If you’re alive to make the call, I thought. This may be the last man on this earth you’d ever want to piss off.
“What was the exact date?” Larkin said. “The day this all happened?”
“Let’s see,” he said, looking at the file card again. “It had to be, what, October thirteenth? Fourteenth, maybe?”
“If he couldn’t work here,” Larkin said, looking back at me, “he must have gone somewhere else.”
“Pretty sure most places have the same rules,” the manager said. “But why are you looking for him, anyway? Should I be worried?”
Larkin thought about his answer. “If you watch the news on television,” he finally said, “you may see his face. But he’s probably long gone by now, so don’t worry. You just keep that card by your phone and call me if you need to. There’s a reward for information leading to his capture, too.”
The manager still didn’t look like a man who’d be sleeping well that night. But we thanked him and left. When we were back outside, I saw an old Lincoln Continental parked beside the building, the dark blue paint peeling in the harsh sunlight. I looked it over until I finally spotted the sticker in the corner of the windshield. Faded by the same sunlight, the faint outline of the Air Force symbol, the star with two wings.
I never would have noticed this if I wasn’t looking for it, I thought. But Livermore does this automatically. He looks for information about everyone he meets, then uses it to his advantage. Even if his only goal is to unnerve you.
“I don’t understand,” Larkin said. “What does boiling water have to do with making explosives?”
“Whatever he was doing, he took it somewhere else. Middle of October. We could keep checking other storage units . . .”
“You heard the guy.”
“Or we could look somewhere else,” I said. “What would be his next choice?”

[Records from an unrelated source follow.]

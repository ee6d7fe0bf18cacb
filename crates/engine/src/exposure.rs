//! Parametric exposure model shared by the risk monitor and the rebalancer.
//!
//! A scenario is a set of asset prices. The pool's loss under a scenario is
//! the parametric payout owed on every active policy plus the mark-down of
//! the float holdings against the current price.

use std::collections::BTreeMap;

use rust_decimal::Decimal;

use tranche_collateral::PoolSnapshot;
use tranche_common::types::{Policy, PriceScenario};

/// Total payout owed on active policies if assets trade at `prices`.
///
/// Policies on assets missing from `prices` contribute nothing.
pub fn scenario_payout(policies: &[Policy], prices: &BTreeMap<String, Decimal>) -> Decimal {
    policies
        .iter()
        .filter(|p| p.is_active())
        .filter_map(|p| prices.get(&p.insured_asset).map(|price| p.parametric_payout(*price)))
        .sum()
}

/// Worst payout across the supplied scenarios; zero when there are none.
pub fn worst_scenario_payout(policies: &[Policy], scenarios: &[PriceScenario]) -> Decimal {
    scenarios
        .iter()
        .map(|s| scenario_payout(policies, &s.prices))
        .max()
        .unwrap_or(Decimal::ZERO)
}

/// Re-apply a scenario as relative shocks to current prices, scaled by `severity`.
///
/// Shock = `scenario / current − 1`; shocked = `current × (1 + shock × severity)`,
/// floored at zero. Assets without a usable current price take the scenario price.
pub fn shocked_prices(
    current: &BTreeMap<String, Decimal>,
    scenario: &PriceScenario,
    severity: Decimal,
) -> BTreeMap<String, Decimal> {
    let mut shocked = current.clone();
    for (asset, target) in &scenario.prices {
        let price = match current.get(asset) {
            Some(now) if *now > Decimal::ZERO => {
                let shock = *target / *now - Decimal::ONE;
                *now * (Decimal::ONE + shock * severity)
            }
            _ => *target,
        };
        shocked.insert(asset.clone(), price.max(Decimal::ZERO));
    }
    shocked
}

/// Apply per-asset returns to current prices, floored at zero.
pub fn apply_returns(
    current: &BTreeMap<String, Decimal>,
    returns: &BTreeMap<String, Decimal>,
) -> BTreeMap<String, Decimal> {
    let mut moved = current.clone();
    for (asset, r) in returns {
        if let Some(price) = current.get(asset) {
            moved.insert(
                asset.clone(),
                (*price * (Decimal::ONE + *r)).max(Decimal::ZERO),
            );
        }
    }
    moved
}

/// Loss on float holdings if the float moves from `current` to `moved`. Gains are ignored.
pub fn float_markdown(float_units: Decimal, current: Decimal, moved: Decimal) -> Decimal {
    (float_units * (current - moved)).max(Decimal::ZERO)
}

/// Payout plus float mark-down for the pool in `snapshot` at `moved` prices.
pub fn pool_loss(
    snapshot: &PoolSnapshot,
    current: &BTreeMap<String, Decimal>,
    moved: &BTreeMap<String, Decimal>,
    float_asset: &str,
) -> Decimal {
    let payout = scenario_payout(&snapshot.active_policies, moved);
    let markdown = match (current.get(float_asset), moved.get(float_asset)) {
        (Some(now), Some(then)) => float_markdown(snapshot.pool.float_asset_units, *now, *then),
        _ => Decimal::ZERO,
    };
    payout + markdown
}

/// Outstanding coverage grouped by insured asset.
pub fn coverage_by_asset(policies: &[Policy]) -> BTreeMap<String, Decimal> {
    let mut totals = BTreeMap::new();
    for policy in policies.iter().filter(|p| p.is_active()) {
        *totals
            .entry(policy.insured_asset.clone())
            .or_insert(Decimal::ZERO) += policy.coverage_amount;
    }
    totals
}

“Something private. Someplace he could do whatever he wanted.”
“If you’re him,” I said, “where do you find that?”
A few minutes later, we were sitting in a coffee shop. Larkin had his laptop open and was using the Internet archives to go through the Craigslist ads for October. He wrote down the contact information for half a dozen people who had advertised space for rent.
“This one looks interesting,” I said. “Five hundred square feet of workspace on a secluded road, metal building with good ventilation . . .”
“It’s miles out of town. Almost in Maricopa.”
“Call the number. See if the space got rented.”
Larkin took out his cell phone and dialed the number. He asked whoever answered the phone if the space had been rented. He looked at me and nodded. He wasn’t even halfway into his next question when the call ended.
“Doesn’t want to talk about it,” he said.
I nodded. “Sounds like somebody we need to go see.”